WHAT THIS TASK INVOLVES
Find and copy every line in the records that includes the string "Router".

[Saved data entries]

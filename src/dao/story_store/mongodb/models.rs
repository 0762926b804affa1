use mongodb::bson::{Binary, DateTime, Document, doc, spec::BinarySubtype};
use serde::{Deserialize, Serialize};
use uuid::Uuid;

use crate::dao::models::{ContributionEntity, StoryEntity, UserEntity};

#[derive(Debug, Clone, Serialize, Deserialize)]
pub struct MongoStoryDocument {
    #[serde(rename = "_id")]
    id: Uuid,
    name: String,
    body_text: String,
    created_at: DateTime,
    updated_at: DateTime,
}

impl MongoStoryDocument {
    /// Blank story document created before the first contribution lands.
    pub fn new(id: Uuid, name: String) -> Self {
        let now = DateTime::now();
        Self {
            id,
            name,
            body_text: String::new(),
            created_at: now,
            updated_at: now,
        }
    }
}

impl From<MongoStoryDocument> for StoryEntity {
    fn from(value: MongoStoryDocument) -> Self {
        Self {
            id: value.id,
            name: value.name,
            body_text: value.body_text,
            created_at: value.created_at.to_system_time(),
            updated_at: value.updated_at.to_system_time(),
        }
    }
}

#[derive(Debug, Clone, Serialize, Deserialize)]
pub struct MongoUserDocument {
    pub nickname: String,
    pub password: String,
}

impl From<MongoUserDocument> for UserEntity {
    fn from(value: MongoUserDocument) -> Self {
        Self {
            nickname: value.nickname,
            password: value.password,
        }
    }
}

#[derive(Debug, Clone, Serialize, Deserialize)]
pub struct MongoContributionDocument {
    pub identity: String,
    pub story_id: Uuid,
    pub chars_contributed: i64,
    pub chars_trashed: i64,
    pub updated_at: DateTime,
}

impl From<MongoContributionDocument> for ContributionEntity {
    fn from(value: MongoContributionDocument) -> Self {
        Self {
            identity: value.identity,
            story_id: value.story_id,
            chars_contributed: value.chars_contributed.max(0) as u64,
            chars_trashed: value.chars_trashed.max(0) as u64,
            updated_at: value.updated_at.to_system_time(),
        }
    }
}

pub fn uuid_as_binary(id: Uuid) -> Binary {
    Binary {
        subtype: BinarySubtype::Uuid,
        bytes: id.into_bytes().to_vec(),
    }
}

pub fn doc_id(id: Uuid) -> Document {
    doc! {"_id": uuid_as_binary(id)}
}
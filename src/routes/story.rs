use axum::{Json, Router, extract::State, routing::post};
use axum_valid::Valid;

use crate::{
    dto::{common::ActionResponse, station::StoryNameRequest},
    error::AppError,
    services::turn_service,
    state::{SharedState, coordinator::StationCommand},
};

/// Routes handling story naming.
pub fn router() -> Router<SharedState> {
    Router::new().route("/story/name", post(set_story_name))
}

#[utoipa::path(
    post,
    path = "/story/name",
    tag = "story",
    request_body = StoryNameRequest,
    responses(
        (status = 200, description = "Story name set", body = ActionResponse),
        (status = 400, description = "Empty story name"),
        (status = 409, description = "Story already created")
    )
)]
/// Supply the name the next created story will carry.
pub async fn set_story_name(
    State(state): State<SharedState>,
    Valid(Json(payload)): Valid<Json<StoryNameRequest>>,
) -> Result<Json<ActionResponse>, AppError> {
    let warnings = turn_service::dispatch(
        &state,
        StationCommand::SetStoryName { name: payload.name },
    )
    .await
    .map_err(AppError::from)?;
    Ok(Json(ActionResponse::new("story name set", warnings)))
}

WORKED SOLUTION
use axum::{Json, Router, extract::State, routing::post};
pub fn router() -> Router<SharedState> {
    Router::new().route("/story/name", post(set_story_name))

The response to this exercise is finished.